use std::env;

#[derive(Debug, Clone)]
pub struct Config {
    pub app: AppConfig,
    pub database: DatabaseConfig,
    pub swagger: SwaggerConfig,
}

#[derive(Debug, Clone)]
pub struct AppConfig {
    pub host: String,
    pub port: u16,
    pub cors_allowed_origins: Vec<String>,
    pub max_request_body_size: usize,
}

#[derive(Debug, Clone)]
pub struct DatabaseConfig {
    pub url: String,
    pub max_connections: u32,
    pub min_connections: u32,
    pub acquire_timeout_secs: u64,
    pub idle_timeout_secs: u64,
    pub max_lifetime_secs: u64,
}

#[derive(Debug, Clone)]
pub struct SwaggerConfig {
    pub username: Option<String>,
    pub password: Option<String>,
    pub title: String,
    pub version: String,
    pub description: String,
}

impl Config {
    pub fn from_env() -> Result<Self, String> {
        // Load .env file if exists, ignore if not found (optional for production)
        if let Err(e) = dotenvy::dotenv() {
            if !e.to_string().contains("not found") {
                eprintln!("Warning: Error loading .env file: {}", e);
            }
        }

        Ok(Config {
            app: AppConfig::from_env()?,
            database: DatabaseConfig::from_env()?,
            swagger: SwaggerConfig::from_env()?,
        })
    }
}

/// Parse an optional numeric env var, falling back to `default` when unset
fn parse_var<T: std::str::FromStr>(name: &str, default: T) -> Result<T, String> {
    match env::var(name) {
        Ok(raw) => raw
            .trim()
            .parse::<T>()
            .map_err(|_| format!("{} must be a valid number", name)),
        Err(_) => Ok(default),
    }
}

impl AppConfig {
    const DEFAULT_PORT: u16 = 5000;
    const DEFAULT_MAX_REQUEST_BODY_SIZE: usize = 1024 * 1024; // 1MB

    pub fn from_env() -> Result<Self, String> {
        let host = env::var("HOST").unwrap_or_else(|_| "127.0.0.1".to_string());
        let port = parse_var("PORT", Self::DEFAULT_PORT)?;

        // Parse CORS allowed origins from comma-separated string
        let cors_allowed_origins = parse_origins(
            &env::var("CORS_ALLOWED_ORIGINS").unwrap_or_else(|_| "*".to_string()),
        );

        let max_request_body_size =
            parse_var("MAX_REQUEST_BODY_SIZE", Self::DEFAULT_MAX_REQUEST_BODY_SIZE)?;

        Ok(Self {
            host,
            port,
            cors_allowed_origins,
            max_request_body_size,
        })
    }

    pub fn server_address(&self) -> String {
        format!("{}:{}", self.host, self.port)
    }
}

fn parse_origins(raw: &str) -> Vec<String> {
    raw.split(',')
        .map(|s| s.trim().to_string())
        .filter(|s| !s.is_empty())
        .collect()
}

impl DatabaseConfig {
    const DEFAULT_MAX_CONNECTIONS: u32 = 10;
    const DEFAULT_MIN_CONNECTIONS: u32 = 1;
    const DEFAULT_ACQUIRE_TIMEOUT_SECS: u64 = 5;
    const DEFAULT_IDLE_TIMEOUT_SECS: u64 = 600; // 10 minutes
    const DEFAULT_MAX_LIFETIME_SECS: u64 = 1800; // 30 minutes

    pub fn from_env() -> Result<Self, String> {
        let url = env::var("DATABASE_URL").map_err(|_| "DATABASE_URL must be set".to_string())?;

        Ok(Self {
            url,
            max_connections: parse_var("DB_MAX_CONNECTIONS", Self::DEFAULT_MAX_CONNECTIONS)?,
            min_connections: parse_var("DB_MIN_CONNECTIONS", Self::DEFAULT_MIN_CONNECTIONS)?,
            acquire_timeout_secs: parse_var(
                "DB_ACQUIRE_TIMEOUT_SECS",
                Self::DEFAULT_ACQUIRE_TIMEOUT_SECS,
            )?,
            idle_timeout_secs: parse_var("DB_IDLE_TIMEOUT_SECS", Self::DEFAULT_IDLE_TIMEOUT_SECS)?,
            max_lifetime_secs: parse_var("DB_MAX_LIFETIME_SECS", Self::DEFAULT_MAX_LIFETIME_SECS)?,
        })
    }
}

impl SwaggerConfig {
    pub fn from_env() -> Result<Self, String> {
        // Only use credentials if they are non-empty
        let username = env::var("SWAGGER_USERNAME").ok().filter(|s| !s.is_empty());
        let password = env::var("SWAGGER_PASSWORD").ok().filter(|s| !s.is_empty());
        let title = env::var("SWAGGER_TITLE").unwrap_or_else(|_| "Trivia API".to_string());
        let version = env::var("SWAGGER_VERSION").unwrap_or_else(|_| "0.1.0".to_string());
        let description = env::var("SWAGGER_DESCRIPTION")
            .unwrap_or_else(|_| "Trivia questions, categories and quizzes".to_string());

        Ok(Self {
            username,
            password,
            title,
            version,
            description,
        })
    }

    /// Returns credentials in "username:password" format if auth is enabled
    pub fn credentials(&self) -> Option<String> {
        match (&self.username, &self.password) {
            (Some(user), Some(pass)) => Some(format!("{}:{}", user, pass)),
            _ => None,
        }
    }
}

#[cfg(test)]
mod tests {
    use super::*;

    #[test]
    fn test_parse_origins_trims_and_skips_empty() {
        assert_eq!(
            parse_origins(" http://a.test , ,http://b.test"),
            vec!["http://a.test".to_string(), "http://b.test".to_string()]
        );
        assert_eq!(parse_origins("*"), vec!["*".to_string()]);
    }

    #[test]
    fn test_swagger_credentials_require_both_parts() {
        let mut swagger = SwaggerConfig {
            username: Some("admin".to_string()),
            password: None,
            title: String::new(),
            version: String::new(),
            description: String::new(),
        };
        assert_eq!(swagger.credentials(), None);

        swagger.password = Some("secret".to_string());
        assert_eq!(swagger.credentials(), Some("admin:secret".to_string()));
    }

    #[test]
    fn test_server_address() {
        let app = AppConfig {
            host: "0.0.0.0".to_string(),
            port: 5000,
            cors_allowed_origins: vec!["*".to_string()],
            max_request_body_size: 1024,
        };
        assert_eq!(app.server_address(), "0.0.0.0:5000");
    }
}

....................

▶ **Work item**
The word "title" appears in some lines above. Return every one of those lines.

▶ **Solution to this task**
    pub title: String,
        let title = env::var("SWAGGER_TITLE").unwrap_or_else(|_| "Trivia API".to_string());
            title,
            title: String::new(),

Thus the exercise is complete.